### PROMPT
Use the entries below to count the lines that hold the word "width"; answer with the number only.

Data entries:
########

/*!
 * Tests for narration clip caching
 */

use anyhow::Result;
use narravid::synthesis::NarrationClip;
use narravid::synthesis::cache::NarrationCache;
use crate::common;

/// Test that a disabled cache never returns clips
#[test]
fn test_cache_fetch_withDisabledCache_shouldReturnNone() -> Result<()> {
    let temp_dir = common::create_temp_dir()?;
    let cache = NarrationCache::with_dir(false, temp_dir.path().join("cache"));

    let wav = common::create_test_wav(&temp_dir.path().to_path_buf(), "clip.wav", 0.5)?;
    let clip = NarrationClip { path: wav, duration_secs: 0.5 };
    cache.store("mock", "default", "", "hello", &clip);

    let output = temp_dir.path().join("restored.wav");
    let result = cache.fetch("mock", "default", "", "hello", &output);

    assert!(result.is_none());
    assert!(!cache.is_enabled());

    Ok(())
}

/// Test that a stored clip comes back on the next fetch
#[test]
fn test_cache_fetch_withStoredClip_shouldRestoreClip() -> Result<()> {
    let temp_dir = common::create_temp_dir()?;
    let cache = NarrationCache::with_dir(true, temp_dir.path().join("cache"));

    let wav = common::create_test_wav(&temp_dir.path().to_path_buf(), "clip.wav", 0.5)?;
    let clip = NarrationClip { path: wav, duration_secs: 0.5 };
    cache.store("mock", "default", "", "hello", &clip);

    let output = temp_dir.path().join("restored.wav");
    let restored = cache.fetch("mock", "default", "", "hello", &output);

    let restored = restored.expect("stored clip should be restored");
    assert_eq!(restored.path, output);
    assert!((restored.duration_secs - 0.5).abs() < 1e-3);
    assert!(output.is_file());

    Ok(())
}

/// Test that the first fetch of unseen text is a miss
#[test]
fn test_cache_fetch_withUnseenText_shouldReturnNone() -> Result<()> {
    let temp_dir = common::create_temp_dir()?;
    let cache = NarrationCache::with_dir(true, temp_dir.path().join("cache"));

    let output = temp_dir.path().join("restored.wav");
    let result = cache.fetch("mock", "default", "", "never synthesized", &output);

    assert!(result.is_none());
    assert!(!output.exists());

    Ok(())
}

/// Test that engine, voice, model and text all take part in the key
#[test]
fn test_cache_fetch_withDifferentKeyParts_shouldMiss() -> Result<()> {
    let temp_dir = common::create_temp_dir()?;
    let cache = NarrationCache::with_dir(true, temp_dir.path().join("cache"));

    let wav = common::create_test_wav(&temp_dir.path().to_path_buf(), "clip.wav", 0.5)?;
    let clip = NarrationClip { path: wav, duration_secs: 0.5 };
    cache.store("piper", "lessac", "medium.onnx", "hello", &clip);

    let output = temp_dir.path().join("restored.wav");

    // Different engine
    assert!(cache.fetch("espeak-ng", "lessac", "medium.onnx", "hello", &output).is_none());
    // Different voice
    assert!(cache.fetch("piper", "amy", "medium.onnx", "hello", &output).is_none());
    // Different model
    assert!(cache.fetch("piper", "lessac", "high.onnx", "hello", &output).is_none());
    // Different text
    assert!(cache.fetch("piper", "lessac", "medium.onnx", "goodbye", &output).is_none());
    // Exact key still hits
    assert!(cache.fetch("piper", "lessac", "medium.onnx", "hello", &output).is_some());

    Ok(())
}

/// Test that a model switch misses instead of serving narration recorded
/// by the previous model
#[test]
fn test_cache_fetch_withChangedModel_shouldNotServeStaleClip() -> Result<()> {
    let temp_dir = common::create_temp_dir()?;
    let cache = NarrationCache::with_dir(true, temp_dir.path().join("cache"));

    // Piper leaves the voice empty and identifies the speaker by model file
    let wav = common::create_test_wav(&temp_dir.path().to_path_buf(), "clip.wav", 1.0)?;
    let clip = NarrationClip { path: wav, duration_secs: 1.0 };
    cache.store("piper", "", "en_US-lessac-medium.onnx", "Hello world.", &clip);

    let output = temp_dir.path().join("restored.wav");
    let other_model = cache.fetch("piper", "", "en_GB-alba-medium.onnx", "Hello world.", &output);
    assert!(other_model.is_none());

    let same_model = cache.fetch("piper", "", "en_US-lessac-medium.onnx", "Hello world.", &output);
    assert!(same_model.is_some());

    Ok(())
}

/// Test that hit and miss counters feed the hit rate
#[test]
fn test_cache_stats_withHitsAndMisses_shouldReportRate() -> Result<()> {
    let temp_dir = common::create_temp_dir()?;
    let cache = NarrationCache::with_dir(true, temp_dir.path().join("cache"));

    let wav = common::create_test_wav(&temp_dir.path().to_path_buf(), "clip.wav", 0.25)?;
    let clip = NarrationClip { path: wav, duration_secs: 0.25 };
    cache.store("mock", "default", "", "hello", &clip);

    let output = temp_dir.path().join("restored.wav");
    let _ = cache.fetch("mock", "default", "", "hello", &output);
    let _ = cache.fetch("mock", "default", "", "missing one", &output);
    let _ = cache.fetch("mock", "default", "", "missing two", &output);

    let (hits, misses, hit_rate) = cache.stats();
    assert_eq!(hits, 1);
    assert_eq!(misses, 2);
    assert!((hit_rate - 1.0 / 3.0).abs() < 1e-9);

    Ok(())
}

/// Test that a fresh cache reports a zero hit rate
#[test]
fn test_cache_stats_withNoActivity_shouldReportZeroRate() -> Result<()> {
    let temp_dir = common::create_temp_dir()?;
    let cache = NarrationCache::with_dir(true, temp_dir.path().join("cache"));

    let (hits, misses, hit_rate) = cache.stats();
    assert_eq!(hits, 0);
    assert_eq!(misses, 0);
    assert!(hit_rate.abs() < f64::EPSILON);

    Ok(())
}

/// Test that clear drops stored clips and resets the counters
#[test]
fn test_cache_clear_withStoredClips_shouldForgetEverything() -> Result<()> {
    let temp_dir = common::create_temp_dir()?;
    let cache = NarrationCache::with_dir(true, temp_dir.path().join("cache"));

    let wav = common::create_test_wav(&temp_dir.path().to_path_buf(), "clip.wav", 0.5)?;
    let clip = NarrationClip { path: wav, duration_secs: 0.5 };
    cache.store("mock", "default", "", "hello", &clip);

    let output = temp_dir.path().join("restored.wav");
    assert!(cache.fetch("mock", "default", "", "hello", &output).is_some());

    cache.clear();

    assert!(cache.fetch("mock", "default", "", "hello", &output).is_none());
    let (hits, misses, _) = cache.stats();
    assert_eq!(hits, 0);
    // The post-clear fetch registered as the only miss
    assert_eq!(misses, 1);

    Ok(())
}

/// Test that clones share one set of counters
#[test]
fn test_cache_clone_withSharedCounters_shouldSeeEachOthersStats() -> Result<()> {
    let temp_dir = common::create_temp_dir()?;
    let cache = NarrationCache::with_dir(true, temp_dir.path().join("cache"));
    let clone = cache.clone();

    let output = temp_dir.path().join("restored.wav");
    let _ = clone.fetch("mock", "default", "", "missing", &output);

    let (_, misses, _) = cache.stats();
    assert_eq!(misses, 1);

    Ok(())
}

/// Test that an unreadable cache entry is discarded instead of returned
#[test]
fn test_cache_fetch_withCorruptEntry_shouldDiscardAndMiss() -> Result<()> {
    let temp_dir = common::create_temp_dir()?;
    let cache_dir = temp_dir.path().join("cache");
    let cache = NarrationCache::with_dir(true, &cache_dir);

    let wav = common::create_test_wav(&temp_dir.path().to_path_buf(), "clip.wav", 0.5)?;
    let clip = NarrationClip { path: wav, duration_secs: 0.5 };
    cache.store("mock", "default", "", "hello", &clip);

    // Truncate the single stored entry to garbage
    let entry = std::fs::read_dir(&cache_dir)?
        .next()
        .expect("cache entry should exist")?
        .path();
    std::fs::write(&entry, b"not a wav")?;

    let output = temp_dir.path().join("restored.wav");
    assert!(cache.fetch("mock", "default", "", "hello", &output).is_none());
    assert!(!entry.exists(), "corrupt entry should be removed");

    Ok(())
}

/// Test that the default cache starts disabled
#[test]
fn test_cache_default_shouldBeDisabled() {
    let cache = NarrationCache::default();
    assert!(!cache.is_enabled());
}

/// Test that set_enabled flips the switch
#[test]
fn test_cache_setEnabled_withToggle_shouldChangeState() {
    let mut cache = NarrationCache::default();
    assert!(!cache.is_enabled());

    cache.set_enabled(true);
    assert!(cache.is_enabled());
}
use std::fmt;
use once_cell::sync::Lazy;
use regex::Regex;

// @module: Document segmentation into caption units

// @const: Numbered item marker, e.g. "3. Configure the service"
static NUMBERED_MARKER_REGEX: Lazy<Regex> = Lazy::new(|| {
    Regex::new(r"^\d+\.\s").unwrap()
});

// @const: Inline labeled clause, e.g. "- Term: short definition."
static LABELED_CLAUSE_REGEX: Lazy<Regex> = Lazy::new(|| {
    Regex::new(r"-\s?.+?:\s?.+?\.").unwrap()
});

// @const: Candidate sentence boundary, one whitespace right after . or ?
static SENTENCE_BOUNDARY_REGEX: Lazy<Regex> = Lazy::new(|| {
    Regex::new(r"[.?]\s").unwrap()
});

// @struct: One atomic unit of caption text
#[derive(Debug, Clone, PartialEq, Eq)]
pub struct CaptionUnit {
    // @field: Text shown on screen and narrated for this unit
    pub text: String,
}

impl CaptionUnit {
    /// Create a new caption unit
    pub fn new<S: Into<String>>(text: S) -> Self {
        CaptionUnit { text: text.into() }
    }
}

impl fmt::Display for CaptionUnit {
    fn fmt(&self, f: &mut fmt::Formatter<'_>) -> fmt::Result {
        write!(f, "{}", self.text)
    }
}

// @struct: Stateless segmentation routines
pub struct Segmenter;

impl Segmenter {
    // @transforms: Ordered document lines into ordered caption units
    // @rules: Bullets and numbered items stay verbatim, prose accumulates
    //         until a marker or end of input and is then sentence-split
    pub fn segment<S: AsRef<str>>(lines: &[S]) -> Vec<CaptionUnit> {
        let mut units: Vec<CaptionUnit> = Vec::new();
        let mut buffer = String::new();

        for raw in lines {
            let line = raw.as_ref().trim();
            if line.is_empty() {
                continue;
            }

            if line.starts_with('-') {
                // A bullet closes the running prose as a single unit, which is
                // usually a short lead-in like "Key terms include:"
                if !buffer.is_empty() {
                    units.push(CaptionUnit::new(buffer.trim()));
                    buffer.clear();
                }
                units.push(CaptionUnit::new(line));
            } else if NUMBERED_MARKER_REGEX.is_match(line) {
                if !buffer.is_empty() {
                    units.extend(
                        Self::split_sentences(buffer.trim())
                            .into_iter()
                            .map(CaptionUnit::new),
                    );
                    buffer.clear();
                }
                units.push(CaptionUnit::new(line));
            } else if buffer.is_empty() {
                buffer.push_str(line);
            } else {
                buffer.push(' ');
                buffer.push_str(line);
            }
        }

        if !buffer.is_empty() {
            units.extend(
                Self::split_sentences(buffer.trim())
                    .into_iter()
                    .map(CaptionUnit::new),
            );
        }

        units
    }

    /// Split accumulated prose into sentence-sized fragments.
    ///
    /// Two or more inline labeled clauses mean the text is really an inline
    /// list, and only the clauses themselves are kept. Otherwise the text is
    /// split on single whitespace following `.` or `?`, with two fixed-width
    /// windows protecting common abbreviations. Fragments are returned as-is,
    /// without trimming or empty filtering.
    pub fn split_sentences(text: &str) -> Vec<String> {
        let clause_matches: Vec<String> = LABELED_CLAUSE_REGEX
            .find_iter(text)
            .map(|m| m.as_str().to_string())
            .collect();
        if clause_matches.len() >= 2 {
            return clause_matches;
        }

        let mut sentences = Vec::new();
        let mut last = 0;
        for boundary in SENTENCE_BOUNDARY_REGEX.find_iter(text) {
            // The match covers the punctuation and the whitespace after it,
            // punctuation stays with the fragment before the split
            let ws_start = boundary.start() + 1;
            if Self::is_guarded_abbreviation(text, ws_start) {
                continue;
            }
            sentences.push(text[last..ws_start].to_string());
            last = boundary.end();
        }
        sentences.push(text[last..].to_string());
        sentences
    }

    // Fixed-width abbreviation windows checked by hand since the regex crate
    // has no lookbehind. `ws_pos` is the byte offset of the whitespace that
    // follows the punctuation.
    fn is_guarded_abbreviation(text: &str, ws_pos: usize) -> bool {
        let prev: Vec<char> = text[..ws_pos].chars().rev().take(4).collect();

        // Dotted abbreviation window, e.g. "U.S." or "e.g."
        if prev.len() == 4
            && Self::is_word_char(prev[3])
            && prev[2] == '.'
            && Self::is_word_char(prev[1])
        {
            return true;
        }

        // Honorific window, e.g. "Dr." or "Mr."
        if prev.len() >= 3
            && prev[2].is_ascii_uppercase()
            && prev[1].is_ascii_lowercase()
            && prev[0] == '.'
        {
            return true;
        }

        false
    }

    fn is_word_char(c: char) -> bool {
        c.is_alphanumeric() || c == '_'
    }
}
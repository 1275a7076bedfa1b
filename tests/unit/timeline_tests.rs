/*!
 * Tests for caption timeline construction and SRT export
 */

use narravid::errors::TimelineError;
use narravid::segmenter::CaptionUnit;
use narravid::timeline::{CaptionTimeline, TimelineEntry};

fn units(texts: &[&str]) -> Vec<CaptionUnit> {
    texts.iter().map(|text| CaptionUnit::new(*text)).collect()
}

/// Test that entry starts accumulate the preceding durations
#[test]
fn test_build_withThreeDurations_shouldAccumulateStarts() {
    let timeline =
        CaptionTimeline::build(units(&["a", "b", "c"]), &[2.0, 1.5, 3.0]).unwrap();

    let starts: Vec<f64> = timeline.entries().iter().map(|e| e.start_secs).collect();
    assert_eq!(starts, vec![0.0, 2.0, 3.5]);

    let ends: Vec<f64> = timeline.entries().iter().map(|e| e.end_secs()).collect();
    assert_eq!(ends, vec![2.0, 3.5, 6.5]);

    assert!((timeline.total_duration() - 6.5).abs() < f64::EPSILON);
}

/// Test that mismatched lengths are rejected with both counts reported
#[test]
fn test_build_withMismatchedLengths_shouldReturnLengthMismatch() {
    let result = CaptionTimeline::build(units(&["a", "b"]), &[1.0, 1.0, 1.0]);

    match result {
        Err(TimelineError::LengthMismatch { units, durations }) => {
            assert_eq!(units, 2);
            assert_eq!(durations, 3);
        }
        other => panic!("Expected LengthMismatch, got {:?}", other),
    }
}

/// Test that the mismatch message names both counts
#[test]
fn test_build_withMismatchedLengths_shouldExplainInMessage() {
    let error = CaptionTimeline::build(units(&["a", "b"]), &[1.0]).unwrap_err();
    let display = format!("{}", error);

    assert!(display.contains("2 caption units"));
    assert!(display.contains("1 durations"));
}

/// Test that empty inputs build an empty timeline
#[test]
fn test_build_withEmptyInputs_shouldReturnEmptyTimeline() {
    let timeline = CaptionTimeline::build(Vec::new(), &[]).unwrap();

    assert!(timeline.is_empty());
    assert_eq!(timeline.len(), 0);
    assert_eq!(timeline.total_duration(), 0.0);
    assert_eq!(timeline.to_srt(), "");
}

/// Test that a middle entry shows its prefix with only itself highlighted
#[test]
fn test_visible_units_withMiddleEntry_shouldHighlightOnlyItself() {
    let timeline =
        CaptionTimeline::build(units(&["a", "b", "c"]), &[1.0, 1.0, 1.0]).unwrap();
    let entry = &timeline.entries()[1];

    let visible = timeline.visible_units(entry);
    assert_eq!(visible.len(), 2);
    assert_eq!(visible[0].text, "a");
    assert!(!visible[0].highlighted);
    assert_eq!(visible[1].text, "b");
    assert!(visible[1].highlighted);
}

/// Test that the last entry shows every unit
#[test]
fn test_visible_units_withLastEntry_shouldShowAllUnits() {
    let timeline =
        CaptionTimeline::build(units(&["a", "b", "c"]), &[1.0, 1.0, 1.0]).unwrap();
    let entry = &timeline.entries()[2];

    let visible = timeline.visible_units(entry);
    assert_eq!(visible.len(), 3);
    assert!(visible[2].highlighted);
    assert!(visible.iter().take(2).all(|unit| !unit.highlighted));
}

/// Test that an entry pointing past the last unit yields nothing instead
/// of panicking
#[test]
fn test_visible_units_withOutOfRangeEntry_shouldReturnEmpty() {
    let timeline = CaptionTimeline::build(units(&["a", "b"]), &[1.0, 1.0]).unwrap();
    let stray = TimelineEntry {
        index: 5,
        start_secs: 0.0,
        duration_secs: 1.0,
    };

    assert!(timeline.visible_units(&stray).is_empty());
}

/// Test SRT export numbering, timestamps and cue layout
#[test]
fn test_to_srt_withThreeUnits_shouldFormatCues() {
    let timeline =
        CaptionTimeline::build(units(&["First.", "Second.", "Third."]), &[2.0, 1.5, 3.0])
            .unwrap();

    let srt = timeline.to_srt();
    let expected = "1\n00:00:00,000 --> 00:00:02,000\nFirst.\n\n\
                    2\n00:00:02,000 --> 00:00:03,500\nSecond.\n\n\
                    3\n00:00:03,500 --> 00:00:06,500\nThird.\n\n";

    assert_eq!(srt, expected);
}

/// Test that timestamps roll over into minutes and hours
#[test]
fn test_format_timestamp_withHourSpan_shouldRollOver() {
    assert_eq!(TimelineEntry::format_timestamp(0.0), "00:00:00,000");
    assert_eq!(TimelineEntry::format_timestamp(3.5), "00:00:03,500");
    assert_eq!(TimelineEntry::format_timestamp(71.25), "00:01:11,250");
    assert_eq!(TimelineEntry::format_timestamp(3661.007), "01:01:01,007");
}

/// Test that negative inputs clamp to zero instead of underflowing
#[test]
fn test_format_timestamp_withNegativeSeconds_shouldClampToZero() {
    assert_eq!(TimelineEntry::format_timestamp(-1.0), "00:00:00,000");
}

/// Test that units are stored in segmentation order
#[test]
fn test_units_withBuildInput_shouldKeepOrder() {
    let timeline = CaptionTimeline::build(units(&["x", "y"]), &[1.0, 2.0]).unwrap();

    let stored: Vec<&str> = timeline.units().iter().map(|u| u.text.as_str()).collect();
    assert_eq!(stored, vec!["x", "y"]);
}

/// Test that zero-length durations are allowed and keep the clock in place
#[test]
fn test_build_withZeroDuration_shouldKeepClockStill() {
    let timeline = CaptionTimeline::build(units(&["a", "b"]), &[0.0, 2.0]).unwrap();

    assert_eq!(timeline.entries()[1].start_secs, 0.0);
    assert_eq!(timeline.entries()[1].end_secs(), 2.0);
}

########

### SOLUTION TO THIS EXERCISE
2